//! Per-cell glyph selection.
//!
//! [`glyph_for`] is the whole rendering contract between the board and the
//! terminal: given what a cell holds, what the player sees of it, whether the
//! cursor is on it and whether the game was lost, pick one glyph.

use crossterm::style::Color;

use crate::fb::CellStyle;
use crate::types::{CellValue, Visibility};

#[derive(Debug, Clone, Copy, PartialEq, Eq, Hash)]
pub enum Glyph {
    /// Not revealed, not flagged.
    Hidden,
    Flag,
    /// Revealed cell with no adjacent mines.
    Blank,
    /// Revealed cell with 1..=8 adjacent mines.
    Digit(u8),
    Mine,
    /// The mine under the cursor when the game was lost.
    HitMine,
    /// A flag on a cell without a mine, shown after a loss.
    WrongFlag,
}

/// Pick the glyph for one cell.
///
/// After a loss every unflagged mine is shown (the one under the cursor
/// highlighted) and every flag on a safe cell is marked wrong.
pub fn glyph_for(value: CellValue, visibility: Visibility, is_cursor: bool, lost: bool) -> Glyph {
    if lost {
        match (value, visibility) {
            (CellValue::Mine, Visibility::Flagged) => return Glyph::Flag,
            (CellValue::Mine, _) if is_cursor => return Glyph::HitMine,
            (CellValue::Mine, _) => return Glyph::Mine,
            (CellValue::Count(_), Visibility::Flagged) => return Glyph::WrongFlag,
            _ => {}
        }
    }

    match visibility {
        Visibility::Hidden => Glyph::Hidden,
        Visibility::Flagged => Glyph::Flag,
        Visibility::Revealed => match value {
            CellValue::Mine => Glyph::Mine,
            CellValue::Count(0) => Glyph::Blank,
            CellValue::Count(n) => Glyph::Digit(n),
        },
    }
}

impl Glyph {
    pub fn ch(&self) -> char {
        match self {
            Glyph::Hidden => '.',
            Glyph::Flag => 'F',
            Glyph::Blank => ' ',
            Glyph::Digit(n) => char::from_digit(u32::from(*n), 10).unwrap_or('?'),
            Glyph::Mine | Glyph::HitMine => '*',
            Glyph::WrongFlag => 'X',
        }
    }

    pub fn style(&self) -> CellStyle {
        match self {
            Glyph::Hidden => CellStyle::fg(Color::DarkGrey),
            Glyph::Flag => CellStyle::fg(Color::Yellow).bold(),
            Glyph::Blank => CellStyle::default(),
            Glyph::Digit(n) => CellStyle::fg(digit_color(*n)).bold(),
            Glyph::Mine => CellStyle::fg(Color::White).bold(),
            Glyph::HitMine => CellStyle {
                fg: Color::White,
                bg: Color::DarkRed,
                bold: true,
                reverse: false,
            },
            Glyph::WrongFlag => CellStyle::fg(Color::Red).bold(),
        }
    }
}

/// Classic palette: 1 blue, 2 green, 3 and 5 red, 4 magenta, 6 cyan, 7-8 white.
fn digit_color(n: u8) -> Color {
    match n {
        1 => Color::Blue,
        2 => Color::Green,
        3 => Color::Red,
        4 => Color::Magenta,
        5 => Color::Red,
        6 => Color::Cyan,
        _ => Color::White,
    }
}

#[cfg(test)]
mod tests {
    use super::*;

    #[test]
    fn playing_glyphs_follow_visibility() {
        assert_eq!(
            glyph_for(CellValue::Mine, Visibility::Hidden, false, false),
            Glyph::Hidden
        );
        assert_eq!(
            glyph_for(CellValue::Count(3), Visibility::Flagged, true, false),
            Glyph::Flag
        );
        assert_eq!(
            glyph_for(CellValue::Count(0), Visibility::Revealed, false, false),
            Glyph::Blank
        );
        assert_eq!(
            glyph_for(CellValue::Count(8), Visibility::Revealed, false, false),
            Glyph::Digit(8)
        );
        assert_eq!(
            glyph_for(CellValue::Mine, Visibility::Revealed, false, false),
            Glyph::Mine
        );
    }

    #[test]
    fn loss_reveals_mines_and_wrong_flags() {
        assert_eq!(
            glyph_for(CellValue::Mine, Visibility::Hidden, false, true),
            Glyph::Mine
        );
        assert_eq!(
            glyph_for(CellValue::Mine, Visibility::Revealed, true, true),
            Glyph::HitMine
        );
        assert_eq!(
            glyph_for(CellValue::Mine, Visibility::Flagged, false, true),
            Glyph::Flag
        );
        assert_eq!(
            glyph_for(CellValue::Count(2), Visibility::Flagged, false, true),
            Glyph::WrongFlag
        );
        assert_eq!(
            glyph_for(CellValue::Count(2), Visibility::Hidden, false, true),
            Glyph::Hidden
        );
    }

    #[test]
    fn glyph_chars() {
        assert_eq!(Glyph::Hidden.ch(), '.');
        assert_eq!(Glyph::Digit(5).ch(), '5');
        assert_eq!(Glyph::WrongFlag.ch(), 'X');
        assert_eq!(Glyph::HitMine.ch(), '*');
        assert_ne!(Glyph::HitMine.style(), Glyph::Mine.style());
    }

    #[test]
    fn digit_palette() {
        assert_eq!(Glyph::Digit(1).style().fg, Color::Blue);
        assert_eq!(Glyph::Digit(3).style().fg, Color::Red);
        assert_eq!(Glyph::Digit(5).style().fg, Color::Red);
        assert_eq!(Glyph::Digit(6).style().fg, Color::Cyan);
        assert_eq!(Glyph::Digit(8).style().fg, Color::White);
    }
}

...

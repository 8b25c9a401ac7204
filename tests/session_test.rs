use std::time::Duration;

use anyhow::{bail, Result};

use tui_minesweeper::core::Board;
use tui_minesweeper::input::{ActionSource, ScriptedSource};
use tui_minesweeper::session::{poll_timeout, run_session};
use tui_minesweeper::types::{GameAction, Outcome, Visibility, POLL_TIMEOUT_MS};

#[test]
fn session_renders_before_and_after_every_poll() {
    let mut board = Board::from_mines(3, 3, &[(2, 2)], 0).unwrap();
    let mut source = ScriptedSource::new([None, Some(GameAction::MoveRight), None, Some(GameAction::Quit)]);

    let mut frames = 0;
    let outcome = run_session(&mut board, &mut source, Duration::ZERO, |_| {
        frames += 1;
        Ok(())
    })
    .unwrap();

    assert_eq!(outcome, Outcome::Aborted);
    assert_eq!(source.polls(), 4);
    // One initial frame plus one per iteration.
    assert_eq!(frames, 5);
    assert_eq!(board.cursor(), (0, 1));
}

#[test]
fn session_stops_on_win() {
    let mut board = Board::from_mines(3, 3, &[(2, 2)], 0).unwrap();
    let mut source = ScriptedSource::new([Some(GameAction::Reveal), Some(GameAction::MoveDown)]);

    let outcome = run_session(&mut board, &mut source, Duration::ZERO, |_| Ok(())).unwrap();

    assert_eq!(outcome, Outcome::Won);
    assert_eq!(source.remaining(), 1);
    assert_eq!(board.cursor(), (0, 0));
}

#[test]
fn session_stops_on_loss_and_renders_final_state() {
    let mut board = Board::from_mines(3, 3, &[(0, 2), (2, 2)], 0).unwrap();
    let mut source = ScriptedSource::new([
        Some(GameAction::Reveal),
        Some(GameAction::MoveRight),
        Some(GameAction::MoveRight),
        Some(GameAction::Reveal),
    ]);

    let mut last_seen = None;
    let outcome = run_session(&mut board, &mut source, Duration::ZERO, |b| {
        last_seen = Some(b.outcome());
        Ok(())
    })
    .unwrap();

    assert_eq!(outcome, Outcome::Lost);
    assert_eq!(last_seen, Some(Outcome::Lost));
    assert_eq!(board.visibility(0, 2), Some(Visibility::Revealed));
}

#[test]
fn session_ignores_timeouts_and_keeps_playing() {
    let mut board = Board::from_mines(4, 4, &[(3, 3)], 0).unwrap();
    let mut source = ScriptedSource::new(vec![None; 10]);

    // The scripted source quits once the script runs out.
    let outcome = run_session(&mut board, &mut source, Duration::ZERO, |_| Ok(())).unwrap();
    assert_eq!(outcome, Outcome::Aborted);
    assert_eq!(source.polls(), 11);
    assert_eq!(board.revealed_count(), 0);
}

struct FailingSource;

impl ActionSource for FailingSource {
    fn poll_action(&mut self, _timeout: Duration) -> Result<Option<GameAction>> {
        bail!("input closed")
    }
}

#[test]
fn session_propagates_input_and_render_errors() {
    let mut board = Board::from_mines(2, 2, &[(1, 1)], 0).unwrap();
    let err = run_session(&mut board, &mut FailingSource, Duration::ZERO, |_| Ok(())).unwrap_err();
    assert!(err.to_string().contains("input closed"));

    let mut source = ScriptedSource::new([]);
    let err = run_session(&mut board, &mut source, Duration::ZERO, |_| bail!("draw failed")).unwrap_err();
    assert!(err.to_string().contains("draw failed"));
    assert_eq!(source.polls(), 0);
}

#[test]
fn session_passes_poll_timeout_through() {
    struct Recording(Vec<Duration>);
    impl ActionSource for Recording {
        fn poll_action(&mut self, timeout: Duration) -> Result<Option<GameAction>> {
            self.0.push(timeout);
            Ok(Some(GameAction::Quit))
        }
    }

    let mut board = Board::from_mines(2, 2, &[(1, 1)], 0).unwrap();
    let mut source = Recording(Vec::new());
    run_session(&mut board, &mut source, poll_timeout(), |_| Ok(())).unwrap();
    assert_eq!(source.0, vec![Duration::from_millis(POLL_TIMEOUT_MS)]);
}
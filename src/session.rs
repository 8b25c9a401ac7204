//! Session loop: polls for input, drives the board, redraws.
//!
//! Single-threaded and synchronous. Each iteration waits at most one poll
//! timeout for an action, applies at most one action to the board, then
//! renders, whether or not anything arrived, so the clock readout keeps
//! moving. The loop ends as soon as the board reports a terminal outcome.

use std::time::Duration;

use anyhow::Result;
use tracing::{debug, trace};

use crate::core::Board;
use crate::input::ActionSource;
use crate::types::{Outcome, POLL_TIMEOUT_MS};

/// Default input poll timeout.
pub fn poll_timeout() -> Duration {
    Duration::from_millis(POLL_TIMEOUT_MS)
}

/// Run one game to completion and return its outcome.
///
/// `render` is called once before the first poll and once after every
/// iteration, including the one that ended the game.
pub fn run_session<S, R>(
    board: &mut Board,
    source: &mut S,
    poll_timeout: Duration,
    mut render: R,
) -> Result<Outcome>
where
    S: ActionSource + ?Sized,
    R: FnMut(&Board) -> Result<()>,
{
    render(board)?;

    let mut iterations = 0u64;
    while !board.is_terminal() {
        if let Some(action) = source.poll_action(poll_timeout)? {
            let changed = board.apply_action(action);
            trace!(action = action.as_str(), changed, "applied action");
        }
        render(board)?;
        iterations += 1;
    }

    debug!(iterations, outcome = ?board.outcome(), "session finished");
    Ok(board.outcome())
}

Task to carry out: Check each line above for "ActionSource" and return the ones that have it.

Problem solution:
use tui_minesweeper::input::{ActionSource, ScriptedSource};
impl ActionSource for FailingSource {
    impl ActionSource for Recording {
use crate::input::ActionSource;
    S: ActionSource + ?Sized,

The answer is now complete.